Prompt | Go through the listing and return every line with "rmcp" in it.

== Records for this exercise

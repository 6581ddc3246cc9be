//! MCP server initialization for stdio and Streamable HTTP transports.
//!
//! Provides [`serve_stdio`] and [`serve_http`] entry points that wire up the
//! database and MCP tool handler into a running server.

use crate::config::TenetConfig;
use crate::db;
use crate::tools::TenetTools;
use anyhow::Result;
use rmcp::ServiceExt;
use std::sync::{Arc, Mutex};

/// Shared setup: open DB and wrap state in Arc for sharing.
fn setup_shared_state(
    config: TenetConfig,
) -> Result<(Arc<Mutex<rusqlite::Connection>>, Arc<TenetConfig>)> {
    let db_path = config.resolved_db_path();
    let conn = db::open_database(&db_path)?;
    tracing::info!(db = %db_path.display(), "database ready");

    Ok((Arc::new(Mutex::new(conn)), Arc::new(config)))
}

/// Start the MCP server over stdio transport.
pub async fn serve_stdio(config: TenetConfig) -> Result<()> {
    tracing::info!("starting Tenet MCP server on stdio");

    let (db, config) = setup_shared_state(config)?;

    let tools = TenetTools::new(db, config);
    let transport = rmcp::transport::stdio();

    let server = tools.serve(transport).await?;
    tracing::info!("MCP server running — waiting for client");

    server.waiting().await?;
    tracing::info!("MCP server shut down");

    Ok(())
}

/// Start the MCP server over Streamable HTTP transport.
pub async fn serve_http(config: TenetConfig) -> Result<()> {
    let host = config.server.host.clone();
    let port = config.server.port;
    let bind_addr = format!("{host}:{port}");

    tracing::info!(addr = %bind_addr, "starting Tenet MCP server on HTTP");

    let (db, config) = setup_shared_state(config)?;

    let service = rmcp::transport::streamable_http_server::StreamableHttpService::new(
        move || Ok(TenetTools::new(db.clone(), config.clone())),
        rmcp::transport::streamable_http_server::session::local::LocalSessionManager::default()
            .into(),
        Default::default(),
    );

    let router = axum::Router::new().nest_service("/mcp", service);

    let listener = tokio::net::TcpListener::bind(&bind_addr).await?;
    tracing::info!(addr = %bind_addr, "MCP server listening at http://{bind_addr}/mcp");

    axum::serve(listener, router)
        .with_graceful_shutdown(async {
            tokio::signal::ctrl_c()
                .await
                .expect("failed to listen for ctrl-c");
            tracing::info!("shutting down HTTP server");
        })
        .await?;

    Ok(())
}
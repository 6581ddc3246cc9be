//! Core knowledge-base type definitions.
//!
//! Defines [`RecordKind`] (the two record categories), [`Priority`] (the
//! four-level constraint ordinal), [`Record`] (a full stored row), and the
//! ephemeral [`Candidate`] / [`QueryContext`] snapshots that flow through the
//! similarity engine.

#![allow(dead_code)]

use serde::{Deserialize, Serialize};

/// The two kinds of knowledge records agents can write.
#[derive(Debug, Clone, Copy, PartialEq, Eq, Serialize, Deserialize)]
#[serde(rename_all = "snake_case")]
pub enum RecordKind {
    /// An architectural decision — "we chose X because Y".
    Decision,
    /// A constraint or rule the codebase must honor.
    Constraint,
}

impl RecordKind {
    /// SQL-compatible string representation.
    pub fn as_str(&self) -> &'static str {
        match self {
            Self::Decision => "decision",
            Self::Constraint => "constraint",
        }
    }
}

impl std::fmt::Display for RecordKind {
    fn fmt(&self, f: &mut std::fmt::Formatter<'_>) -> std::fmt::Result {
        f.write_str(self.as_str())
    }
}

impl std::str::FromStr for RecordKind {
    type Err = String;

    fn from_str(s: &str) -> Result<Self, Self::Err> {
        match s {
            "decision" => Ok(Self::Decision),
            "constraint" => Ok(Self::Constraint),
            _ => Err(format!("unknown record kind: {s}")),
        }
    }
}

/// Constraint priority, ordinal 1 (low) through 4 (critical).
#[derive(Debug, Clone, Copy, PartialEq, Eq, PartialOrd, Ord, Serialize, Deserialize)]
#[serde(rename_all = "snake_case")]
pub enum Priority {
    Low,
    Medium,
    High,
    Critical,
}

impl Priority {
    pub fn as_str(&self) -> &'static str {
        match self {
            Self::Low => "low",
            Self::Medium => "medium",
            Self::High => "high",
            Self::Critical => "critical",
        }
    }

    /// Storage ordinal: low=1 … critical=4.
    pub fn ordinal(&self) -> i64 {
        match self {
            Self::Low => 1,
            Self::Medium => 2,
            Self::High => 3,
            Self::Critical => 4,
        }
    }

    /// Inverse of [`Priority::ordinal`]. Out-of-range values map to `None`.
    pub fn from_ordinal(n: i64) -> Option<Self> {
        match n {
            1 => Some(Self::Low),
            2 => Some(Self::Medium),
            3 => Some(Self::High),
            4 => Some(Self::Critical),
            _ => None,
        }
    }

    /// Similarity-score contribution of a candidate carrying this priority.
    pub fn score_points(&self) -> f64 {
        match self {
            Self::Critical => 5.0,
            Self::High => 4.0,
            Self::Medium => 3.0,
            Self::Low => 2.0,
        }
    }
}

impl std::fmt::Display for Priority {
    fn fmt(&self, f: &mut std::fmt::Formatter<'_>) -> std::fmt::Result {
        f.write_str(self.as_str())
    }
}

impl std::str::FromStr for Priority {
    type Err = String;

    fn from_str(s: &str) -> Result<Self, Self::Err> {
        match s {
            "low" => Ok(Self::Low),
            "medium" => Ok(Self::Medium),
            "high" => Ok(Self::High),
            "critical" => Ok(Self::Critical),
            _ => Err(format!("unknown priority: {s}")),
        }
    }
}

/// A knowledge record, matching the `records` table schema.
#[derive(Debug, Clone, Serialize, Deserialize)]
pub struct Record {
    /// UUID v7 (time-sortable) primary key.
    pub id: String,
    /// Record kind — decision or constraint.
    pub kind: RecordKind,
    /// Display key / category. Unique per kind among non-deleted rows.
    pub key: String,
    /// The full text value of the record.
    pub value: String,
    /// Coarse architectural layer (e.g. `infrastructure`, `presentation`).
    pub layer: Option<String>,
    /// Constraint priority. `None` for decisions.
    pub priority: Option<Priority>,
    /// Normalized (trimmed, lowercased) tag set.
    pub tags: Vec<String>,
    /// Semantic version string, e.g. `"1.0.0"`.
    pub version: String,
    /// Lifecycle status, `"active"` unless the writer says otherwise.
    pub status: String,
    /// ISO 8601 creation timestamp.
    pub created_at: String,
    /// ISO 8601 last-modification timestamp.
    pub updated_at: String,
}

/// An existing record snapshot considered for similarity comparison.
///
/// Immutable once read; `updated_at` is pre-converted to epoch seconds so
/// scoring stays a pure function of its inputs.
#[derive(Debug, Clone)]
pub struct Candidate {
    pub id: String,
    pub key: String,
    pub value: String,
    pub tags: Vec<String>,
    pub layer: Option<String>,
    pub priority: Option<Priority>,
    pub version: String,
    /// Last-update time, seconds since epoch.
    pub updated_at: i64,
}

/// The new record being evaluated against existing candidates.
///
/// Constructed per request and never persisted.
#[derive(Debug, Clone, Default)]
pub struct QueryContext {
    pub key: Option<String>,
    pub tags: Vec<String>,
    pub layer: Option<String>,
    pub priority: Option<Priority>,
    pub value: Option<String>,
}

/// Normalize a tag list: trim, lowercase, drop empties, dedup preserving order.
pub fn normalize_tags(tags: &[String]) -> Vec<String> {
    let mut out: Vec<String> = Vec::with_capacity(tags.len());
    for tag in tags {
        let t = tag.trim().to_lowercase();
        if !t.is_empty() && !out.contains(&t) {
            out.push(t);
        }
    }
    out
}
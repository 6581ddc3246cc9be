//! Candidate retrieval — bounded, unscored reads of existing records.
//!
//! Queries are restricted to one record kind, exclude soft-deleted rows, and
//! return at most [`CANDIDATE_CAP`] rows ordered by most-recent update. Tag
//! queries go through the `record_tags` index. No scoring happens here; that
//! keeps the expensive work off the storage path. An empty list, never an
//! error, is the answer when nothing matches.

use anyhow::Result;
use rusqlite::{params, Connection};

use crate::knowledge::types::{Candidate, Priority, QueryContext, RecordKind};

/// Upper bound on candidates returned by any single retrieval query.
pub const CANDIDATE_CAP: usize = 200;

const CANDIDATE_COLUMNS: &str = "id, key, value, tags, layer, priority, version, updated_at";

/// Retrieve candidates for a query context: tag intersection when tags are
/// given, layer match when a layer is given (results are unioned), falling
/// back to a kind-wide scan when only a key is available for comparison.
pub fn for_context(
    conn: &Connection,
    kind: RecordKind,
    ctx: &QueryContext,
) -> Result<Vec<Candidate>> {
    let mut candidates = Vec::new();

    if !ctx.tags.is_empty() {
        candidates = by_tags(conn, kind, &ctx.tags)?;
    }
    if let Some(layer) = &ctx.layer {
        merge(&mut candidates, by_layer(conn, kind, layer)?);
    }
    if candidates.is_empty() && ctx.tags.is_empty() && ctx.layer.is_none() && ctx.key.is_some() {
        candidates = by_kind(conn, kind)?;
    }

    candidates.truncate(CANDIDATE_CAP);
    Ok(candidates)
}

/// Candidates whose tag set intersects `tags`, via the `record_tags` index.
pub fn by_tags(conn: &Connection, kind: RecordKind, tags: &[String]) -> Result<Vec<Candidate>> {
    if tags.is_empty() {
        return Ok(Vec::new());
    }

    // Parameterized IN clause: ?1 is the kind, tags start at ?2.
    let placeholders: Vec<String> = (0..tags.len()).map(|i| format!("?{}", i + 2)).collect();
    let sql = format!(
        "SELECT DISTINCT r.{CANDIDATE_COLUMNS} \
         FROM records r JOIN record_tags rt ON rt.record_id = r.id \
         WHERE r.kind = ?1 AND r.deleted = 0 AND rt.tag IN ({}) \
         ORDER BY r.updated_at DESC LIMIT {CANDIDATE_CAP}",
        placeholders.join(", ")
    );

    let mut stmt = conn.prepare(&sql)?;
    let kind = kind.as_str();
    let mut bound: Vec<&dyn rusqlite::types::ToSql> = vec![&kind];
    for tag in tags {
        bound.push(tag);
    }
    let result = collect_candidates(stmt.query(bound.as_slice())?);
    result
}

/// Candidates declaring the given layer.
pub fn by_layer(conn: &Connection, kind: RecordKind, layer: &str) -> Result<Vec<Candidate>> {
    let sql = format!(
        "SELECT {CANDIDATE_COLUMNS} FROM records \
         WHERE kind = ?1 AND deleted = 0 AND layer = ?2 COLLATE NOCASE \
         ORDER BY updated_at DESC LIMIT {CANDIDATE_CAP}"
    );
    let mut stmt = conn.prepare(&sql)?;
    let result = collect_candidates(stmt.query(params![kind.as_str(), layer])?);
    result
}

/// All non-deleted candidates of a kind, most recent first, capped.
pub fn by_kind(conn: &Connection, kind: RecordKind) -> Result<Vec<Candidate>> {
    let sql = format!(
        "SELECT {CANDIDATE_COLUMNS} FROM records \
         WHERE kind = ?1 AND deleted = 0 \
         ORDER BY updated_at DESC LIMIT {CANDIDATE_CAP}"
    );
    let mut stmt = conn.prepare(&sql)?;
    let result = collect_candidates(stmt.query(params![kind.as_str()])?);
    result
}

/// Append `extra` onto `base`, skipping ids already present.
fn merge(base: &mut Vec<Candidate>, extra: Vec<Candidate>) {
    for candidate in extra {
        if !base.iter().any(|c| c.id == candidate.id) {
            base.push(candidate);
        }
    }
}

/// Map rows into [`Candidate`] snapshots.
///
/// Rows with unparseable tags or timestamps are skipped with a warning —
/// malformed data degrades suggestions, it never fails the caller.
fn collect_candidates(mut rows: rusqlite::Rows<'_>) -> Result<Vec<Candidate>> {
    let mut out = Vec::new();
    while let Some(row) = rows.next()? {
        let id: String = row.get(0)?;
        let key: String = row.get(1)?;
        let value: String = row.get(2)?;
        let tags_json: String = row.get(3)?;
        let layer: Option<String> = row.get(4)?;
        let priority: Option<i64> = row.get(5)?;
        let version: String = row.get(6)?;
        let updated_at: String = row.get(7)?;

        let tags: Vec<String> = match serde_json::from_str(&tags_json) {
            Ok(tags) => tags,
            Err(e) => {
                tracing::warn!(record = %id, error = %e, "skipping candidate with malformed tags");
                continue;
            }
        };
        let updated_at = match chrono::DateTime::parse_from_rfc3339(&updated_at) {
            Ok(ts) => ts.timestamp(),
            Err(e) => {
                tracing::warn!(record = %id, error = %e, "skipping candidate with malformed timestamp");
                continue;
            }
        };

        out.push(Candidate {
            id,
            key,
            value,
            tags,
            layer,
            priority: priority.and_then(Priority::from_ordinal),
            version,
            updated_at,
        });
    }
    Ok(out)
}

====

Result for this task |
use rmcp::ServiceExt;
    let transport = rmcp::transport::stdio();
    let service = rmcp::transport::streamable_http_server::StreamableHttpService::new(
        rmcp::transport::streamable_http_server::session::local::LocalSessionManager::default()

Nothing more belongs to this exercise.